Votação sobre mineração de terras raras em Poços de Caldas e região




Dois empreendimentos australianos de grande impacto ambiental ameaçam a segurança hídrica e ecológica do Planalto Alcalino de Poços de Caldas.
No próximo dia 24 de outubro (sexta-feira), a Câmara de Atividades Minerárias (CMI) do Conselho Estadual de Política Ambiental de Minas Gerais (COPAM) deverá deliberar, em uma única reunião, as Licenças Prévias de dois grandes projetos de mineração de terras raras no sul do estado, que é de altíssimo interesse internacional.
A decisão, que pode definir o futuro da região do Planalto Alcalino de Poços de Caldas, que abrange os municípios de Poços de Caldas, Caldas, Andradas, Santa Rita de Caldas, Ibitiura de Minas (MG) e Águas da Prata (SP), ocorre em meio a denúncias de irregularidades e à crise de legitimidade que atinge o COPAM, após a deflagração da Operação Rejeito pela Polícia Federal, que expôs suspeitas de corrupção e favorecimento a mineradoras em processos de licenciamento ambiental no estado.

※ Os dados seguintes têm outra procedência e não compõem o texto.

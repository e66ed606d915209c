//! Tests for the report workflow and the object URLs it manages
//!
//! These tests drive the download dialog state machine against a local mock
//! server, including concurrent requests and cancellation on close.

use std::sync::Arc;
use std::time::Duration;

use hospital_admin::{
    ApiError, Blob, Client, ClientConfig, ObjectUrlRegistry, ReportKind, ReportPhase,
    ReportWorkflow,
};
use tokio::io::{AsyncReadExt, AsyncWriteExt};
use tokio::net::TcpListener;
use wiremock::matchers::{method, path};
use wiremock::{Mock, MockServer, ResponseTemplate};

fn workflow_for(client: &Client) -> ReportWorkflow {
    ReportWorkflow::new(
        client.patients(),
        client.object_urls().clone(),
        client.config().fallback_filename.clone(),
    )
}

async fn mount_report(server: &MockServer, route: &str, delay: Duration) {
    Mock::given(method("GET"))
        .and(path(route))
        .respond_with(
            ResponseTemplate::new(200)
                .set_body_raw(b"%PDF-1.7 report body".to_vec(), "application/pdf")
                .insert_header("Content-Disposition", "attachment; filename=\"leave.pdf\"")
                .set_delay(delay),
        )
        .mount(server)
        .await;
}

/// Test suite for object URL bookkeeping
#[cfg(test)]
mod object_url_tests {
    use super::*;
    use bytes::Bytes;

    /// Test create, resolve and revoke
    #[test]
    fn test_registry_lifecycle() {
        // Arrange
        let registry = ObjectUrlRegistry::new();
        let blob = Blob::new(Bytes::from_static(b"abc"), "application/pdf");

        // Act
        let url = registry.create(blob.clone());

        // Assert
        assert!(url.as_str().starts_with("blob:"));
        assert_eq!(registry.resolve(&url), Some(blob));
        assert!(registry.revoke(&url));
        assert!(!registry.revoke(&url), "a URL is revoked only once");
        assert!(registry.resolve(&url).is_none());
        assert!(registry.is_empty());
    }

    /// Test that clones share one store and URLs are distinct
    #[test]
    fn test_registry_clones_share_entries() {
        let registry = ObjectUrlRegistry::new();
        let handle = registry.clone();

        let a = registry.create(Blob::new(Bytes::from_static(b"a"), "application/pdf"));
        let b = handle.create(Blob::new(Bytes::from_static(b"b"), "application/pdf"));

        assert_ne!(a, b);
        assert_eq!(registry.len(), 2);
        assert!(handle.revoke(&a));
        assert_eq!(registry.len(), 1);
    }

    /// Test saving a blob to disk
    #[tokio::test]
    async fn test_blob_save_to() {
        let dir = tempfile::tempdir().unwrap();
        let target = dir.path().join("sickleaves.pdf");
        let blob = Blob::new(Bytes::from_static(b"%PDF-1.4"), "application/pdf");

        blob.save_to(&target).await.unwrap();

        assert_eq!(tokio::fs::read(&target).await.unwrap(), b"%PDF-1.4");
    }
}

/// Test suite for the download dialog state machine
#[cfg(test)]
mod workflow_tests {
    use super::*;

    /// Test a download that completes
    ///
    /// The completed state carries progress 100, the server filename and an
    /// object URL that resolves to the downloaded bytes.
    #[tokio::test]
    async fn test_generate_completes() {
        // Arrange
        let server = MockServer::start().await;
        mount_report(&server, "/medical/p1", Duration::ZERO).await;
        let client = Client::new(ClientConfig::new(server.uri())).unwrap();
        let workflow = workflow_for(&client);

        // Act
        let state = workflow.generate("p1", ReportKind::Medical).await.unwrap();

        // Assert
        assert_eq!(state.phase, ReportPhase::Completed);
        assert!(state.is_completed());
        assert!(state.is_downloading, "dialog stays open until closed");
        assert_eq!(state.file_name, "leave.pdf");
        assert_eq!(state.report_kind, Some(ReportKind::Medical));
        let url = state.file_url.clone().unwrap();
        let blob = client.object_urls().resolve(&url).unwrap();
        assert!(blob.bytes().starts_with(b"%PDF"));
        assert_eq!(workflow.state(), state);
        assert!(!workflow.is_active());
    }

    /// Test that a second request while one is active is rejected
    #[tokio::test]
    async fn test_concurrent_request_rejected() {
        // Arrange: A slow report
        let server = MockServer::start().await;
        mount_report(&server, "/sick/p1", Duration::from_millis(500)).await;
        let client = Client::new(ClientConfig::new(server.uri())).unwrap();
        let workflow = Arc::new(workflow_for(&client));
        let first = {
            let workflow = workflow.clone();
            tokio::spawn(async move { workflow.generate("p1", ReportKind::SickLeave).await })
        };
        tokio::time::sleep(Duration::from_millis(100)).await;

        // Act
        let second = workflow.generate("p2", ReportKind::Medical).await;

        // Assert: The second fails, the first still completes
        assert!(matches!(second, Err(ApiError::DownloadInProgress)));
        let first = first.await.unwrap().unwrap();
        assert!(first.is_completed());
        assert_eq!(first.report_kind, Some(ReportKind::SickLeave));
    }

    /// Test that closing cancels the download in flight
    #[tokio::test]
    async fn test_close_cancels_in_flight_download() {
        // Arrange
        let server = MockServer::start().await;
        mount_report(&server, "/medical/p1", Duration::from_secs(5)).await;
        let client = Client::new(ClientConfig::new(server.uri())).unwrap();
        let workflow = Arc::new(workflow_for(&client));
        let running = {
            let workflow = workflow.clone();
            tokio::spawn(async move { workflow.generate("p1", ReportKind::Medical).await })
        };
        tokio::time::sleep(Duration::from_millis(100)).await;
        assert!(workflow.is_active());
        assert_eq!(workflow.state().phase, ReportPhase::Requesting);

        // Act
        let revoked = workflow.close();

        // Assert: Nothing was revoked, the run ends cancelled, state is idle
        assert!(!revoked);
        let result = tokio::time::timeout(Duration::from_secs(1), running)
            .await
            .expect("cancelled download should end promptly")
            .unwrap();
        assert!(matches!(result, Err(ApiError::Cancelled)));
        assert_eq!(workflow.state().phase, ReportPhase::Idle);
        assert!(client.object_urls().is_empty());
    }

    /// Test that closing twice revokes the URL once
    #[tokio::test]
    async fn test_close_revokes_once() {
        // Arrange
        let server = MockServer::start().await;
        mount_report(&server, "/medical/p1", Duration::ZERO).await;
        let client = Client::new(ClientConfig::new(server.uri())).unwrap();
        let workflow = workflow_for(&client);
        workflow.generate("p1", ReportKind::Medical).await.unwrap();
        assert_eq!(client.object_urls().len(), 1);

        // Act
        let first = workflow.close();
        let second = workflow.close();

        // Assert
        assert!(first);
        assert!(!second);
        assert!(client.object_urls().is_empty());
        assert_eq!(workflow.state().progress, 0);
        assert!(workflow.state().file_url.is_none());
    }

    /// Test that a new request releases the previous report
    #[tokio::test]
    async fn test_new_request_revokes_previous_url() {
        let server = MockServer::start().await;
        mount_report(&server, "/medical/p1", Duration::ZERO).await;
        mount_report(&server, "/sick/p1", Duration::ZERO).await;
        let client = Client::new(ClientConfig::new(server.uri())).unwrap();
        let workflow = workflow_for(&client);

        let first = workflow.generate("p1", ReportKind::Medical).await.unwrap();
        let second = workflow.generate("p1", ReportKind::SickLeave).await.unwrap();

        assert_ne!(first.file_url, second.file_url);
        assert_eq!(client.object_urls().len(), 1);
        assert!(client.object_urls().resolve(&first.file_url.unwrap()).is_none());
    }

    /// Test that a failed download resets the dialog
    #[tokio::test]
    async fn test_failure_resets_state() {
        // Arrange
        let server = MockServer::start().await;
        Mock::given(method("GET"))
            .and(path("/medical/p1"))
            .respond_with(ResponseTemplate::new(500))
            .mount(&server)
            .await;
        let client = Client::new(ClientConfig::new(server.uri())).unwrap();
        let workflow = workflow_for(&client);

        // Act
        let result = workflow.generate("p1", ReportKind::Medical).await;

        // Assert
        assert!(matches!(result, Err(ApiError::Http { status: 500, .. })));
        let state = workflow.state();
        assert_eq!(state.phase, ReportPhase::Failed);
        assert!(!state.is_downloading);
        assert!(state.file_url.is_none());
        assert!(!workflow.is_active(), "a failed run frees the slot");
    }

    /// Test that dropping the workflow releases its report
    #[tokio::test]
    async fn test_drop_revokes_url() {
        let server = MockServer::start().await;
        mount_report(&server, "/medical/p1", Duration::ZERO).await;
        let client = Client::new(ClientConfig::new(server.uri())).unwrap();
        let workflow = workflow_for(&client);
        workflow.generate("p1", ReportKind::Medical).await.unwrap();

        drop(workflow);

        assert!(client.object_urls().is_empty());
    }

    /// Test that subscribers observe the finished state
    #[tokio::test]
    async fn test_subscribers_see_completion() {
        let server = MockServer::start().await;
        mount_report(&server, "/medical/p1", Duration::ZERO).await;
        let client = Client::new(ClientConfig::new(server.uri())).unwrap();
        let workflow = workflow_for(&client);
        let mut updates = workflow.subscribe();

        workflow.generate("p1", ReportKind::Medical).await.unwrap();

        assert!(updates.has_changed().unwrap());
        assert!(updates.borrow_and_update().is_completed());
    }

    /// Serves one report body in paced chunks with a known length
    async fn serve_paced_report(chunks: Vec<Vec<u8>>, pause: Duration) -> String {
        let listener = TcpListener::bind("127.0.0.1:0").await.unwrap();
        let addr = listener.local_addr().unwrap();
        tokio::spawn(async move {
            let (mut socket, _) = listener.accept().await.unwrap();
            let mut request = [0u8; 4096];
            let _ = socket.read(&mut request).await.unwrap();

            let total: usize = chunks.iter().map(Vec::len).sum();
            let head = format!(
                "HTTP/1.1 200 OK\r\nContent-Type: application/pdf\r\nContent-Length: {}\r\nConnection: close\r\n\r\n",
                total
            );
            socket.write_all(head.as_bytes()).await.unwrap();
            for chunk in chunks {
                tokio::time::sleep(pause).await;
                socket.write_all(&chunk).await.unwrap();
                socket.flush().await.unwrap();
            }
        });
        format!("http://{}", addr)
    }

    /// Test the published progress of a chunked download
    ///
    /// Every state before completion is below 100 and never goes down;
    /// 100 appears only together with the object URL.
    #[tokio::test]
    async fn test_progress_ticks_before_completion() {
        // Arrange: 204 bytes in three paced chunks
        let base = serve_paced_report(
            vec![vec![b'%'; 100], vec![b'P'; 100], vec![b'F'; 4]],
            Duration::from_millis(50),
        )
        .await;
        let client = Client::new(ClientConfig::new(base)).unwrap();
        let workflow = workflow_for(&client);
        let mut updates = workflow.subscribe();
        let collector = tokio::spawn(async move {
            let mut seen = Vec::new();
            while updates.changed().await.is_ok() {
                let state = updates.borrow_and_update().clone();
                let done = state.phase == ReportPhase::Completed;
                seen.push(state);
                if done {
                    break;
                }
            }
            seen
        });

        // Act
        let finished = workflow.generate("p1", ReportKind::Medical).await.unwrap();
        let seen = collector.await.unwrap();

        // Assert: Downloading ticks, capped and monotonic, then completion
        let (last, before) = seen.split_last().unwrap();
        assert_eq!(last, &finished);
        assert_eq!(last.progress, 100);
        assert!(last.file_url.is_some());

        let downloading: Vec<u8> = before
            .iter()
            .filter(|s| s.phase == ReportPhase::Downloading)
            .map(|s| s.progress)
            .collect();
        assert!(!downloading.is_empty(), "chunks should publish Downloading states");
        assert!(before.iter().all(|s| s.progress <= 99 && s.file_url.is_none()));
        assert!(
            before.windows(2).all(|w| w[0].progress <= w[1].progress),
            "progress must not go backwards"
        );
    }
}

Ambos os projetos pautados para votação, o Projeto Caldeira, da empresa australiana Meteoric Resources, e o Projeto Colossus, da também australiana Viridis Mining são classificados como Classe 06, conforme a Deliberação Normativa nº 217 do COPAM, que estabelece os critérios de porte e potencial poluidor dos empreendimentos em Minas Gerais. Essa é a categoria mais alta do estado, reservada a atividades de grande porte e alto potencial de impacto socioambiental.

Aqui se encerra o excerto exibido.